Global stock markets are forecast to close the year below their pre-pandemic highs, but will still keep alive for at least another six months a bull run that is defying a sombre economic outlook across much of the world, NYK Daily polls of market experts found.
Share prices have surged as much as 57% since hitting a bottom in late March, as traders and investors quickly switched their focus from what is sure to be the deepest economic recession on record to how swiftly the world may recover.
But all the 17 indexes in NYK Daily polls of over 200 equity strategists across Asia, Europe and the Americas taken Aug 12-25 were forecast to end 2020 below their pre-COVID-19 highs. Fifteen were seen ending the year lower than their 2019 close.
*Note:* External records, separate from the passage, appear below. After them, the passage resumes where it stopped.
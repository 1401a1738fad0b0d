//! Database connection management

use crate::error::{Error, Result};
use rusqlite::Connection;
use std::path::Path;
use std::sync::Mutex;

use super::migrations;

/// Device-local `SQLite` database holding the operation queue and entity
/// snapshots.
///
/// The connection sits behind a mutex so repositories can be shared with
/// the sync engine worker; every call holds it for one statement or one
/// transaction.
pub struct Database {
    conn: Mutex<Connection>,
}

impl Database {
    /// Open the database at the given path, creating it if it doesn't exist
    ///
    /// Runs migrations automatically.
    pub fn open(path: impl AsRef<Path>) -> Result<Self> {
        let path = path.as_ref();
        if let Some(parent) = path.parent() {
            if !parent.as_os_str().is_empty() {
                std::fs::create_dir_all(parent)?;
            }
        }

        let conn = Connection::open(path)?;
        tracing::debug!("Opened local database at {}", path.display());
        Self::init(conn)
    }

    /// Open an in-memory database (useful for testing)
    pub fn open_in_memory() -> Result<Self> {
        Self::init(Connection::open_in_memory()?)
    }

    fn init(conn: Connection) -> Result<Self> {
        Self::configure(&conn)?;
        migrations::run(&conn)?;
        Ok(Self {
            conn: Mutex::new(conn),
        })
    }

    /// Configure `SQLite` for durable single-writer use
    fn configure(conn: &Connection) -> Result<()> {
        // In-memory databases report "memory" and keep their journal mode
        conn.pragma_update_and_check(None, "journal_mode", "WAL", |row| {
            row.get::<_, String>(0)
        })
        .ok();
        // A committed enqueue must survive power loss, not only a crash
        conn.pragma_update(None, "synchronous", "FULL")?;
        conn.pragma_update(None, "busy_timeout", 5000)?;
        Ok(())
    }

    /// Run `f` with exclusive access to the connection
    pub fn with_connection<T>(&self, f: impl FnOnce(&Connection) -> Result<T>) -> Result<T> {
        let conn = self
            .conn
            .lock()
            .map_err(|_| Error::Database("connection lock poisoned".to_string()))?;
        f(&conn)
    }
}
//! Wall clock used for enqueue and attempt timestamps.

use std::sync::atomic::{AtomicI64, Ordering};

use crate::util::unix_millis_now;

/// Source of Unix millisecond timestamps.
pub trait Clock: Send + Sync {
    fn now_millis(&self) -> i64;
}

/// The system clock.
#[derive(Debug, Clone, Copy, Default)]
pub struct SystemClock;

impl Clock for SystemClock {
    fn now_millis(&self) -> i64 {
        unix_millis_now()
    }
}

/// A clock that only moves when told to.
///
/// Meant for tests and deterministic replays; production code uses
/// [`SystemClock`].
#[derive(Debug, Default)]
pub struct ManualClock {
    now: AtomicI64,
}

impl ManualClock {
    pub const fn new(start_millis: i64) -> Self {
        Self {
            now: AtomicI64::new(start_millis),
        }
    }

    pub fn set(&self, millis: i64) {
        self.now.store(millis, Ordering::SeqCst);
    }

    pub fn advance(&self, millis: i64) {
        self.now.fetch_add(millis, Ordering::SeqCst);
    }
}

impl Clock for ManualClock {
    fn now_millis(&self) -> i64 {
        self.now.load(Ordering::SeqCst)
    }
}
While the latest findings were slightly more upbeat than those taken three months ago, the outlook for stock markets from Asia to Europe to Americas has limited upside, if any, on weak corporate earnings and economic worries.
That suggests further gains will be harder to come by.
“Equity markets rebounded … (but) as this higher starting point represents a mismatch between equity prices and fundamentals, we expect this divergence to be gradually reflected in prices,” noted Monica Defend, global head of research at Amundi Asset Management.
“Aided by the still-ongoing recovery of the equity market, ex-ante returns for equity overall are set to peak in the medium term, losing steam thereafter. We maintain that the subsequent recovery (in stocks) will not happen immediately, with spurts of relief rallies not quite reaching pre-pandemic levels.”
Awash with historic amounts of monetary and fiscal stimulus, 14 of 17 indexes were forecast to rise from here by year-end, with nearly 60% of about 110 strategists who had a view predicting at least another six months of the current bull run.
“Our view that equity prices will rise further is underpinned by our forecast that the global economy will continue to recover, even if more slowly and unevenly than during its initial bounce-back over the past few months, and that ample policy support will remain in place for as long as it is needed,” said Simona Gambarini, markets economist at Capital Economics.
Asked about the likelihood of a significant correction in stock markets in the next three months, respondents were split, with 67 of 128 strategists predicting it be “unlikely” or “very unlikely” despite lofty valuations after the recent rally. The rest said “likely” or “very likely”.
In response to a separate question, there was no clear view on what would be the primary driver of stock markets for the rest of the year.
Despite the disconnect between U.S. share prices and the economy, where unemployment has risen sharply as many states are still struggling to suppress the virus, the S&P 500 wiped out all of its 35% loss and swiftly returned to a record high.
But that latest run-up on Wall Street is concentrated among a handful of very large technology companies.
In the United States, the so-called FAANG stocks – Facebook (FB.O), Amazon.com (AMZN.O), Apple (AAPL.O), Netflix (NFLX.O) and Google-parent Alphabet (GOOGL.O) have led the technology and consumer discretionary sectors back to record highs.
Apple has been a star performer among FAANG stocks, with its market value swelling to $2.15 trillion – greater than all the components in the benchmark London FTSE 100 .FTSE index.
Forecasts from Refinitiv I/B/E/S data show analysts expect a 20% decline in earnings for S&P 500 companies for 2020, with the second quarter still seen as the low point for this year.
“Anchoring investment views to the past is becoming less relevant, in our view, as structural trends such as rising inequality, deglobalization, the policy revolution and sustainability race toward us,” noted portfolio strategists at BlackRock.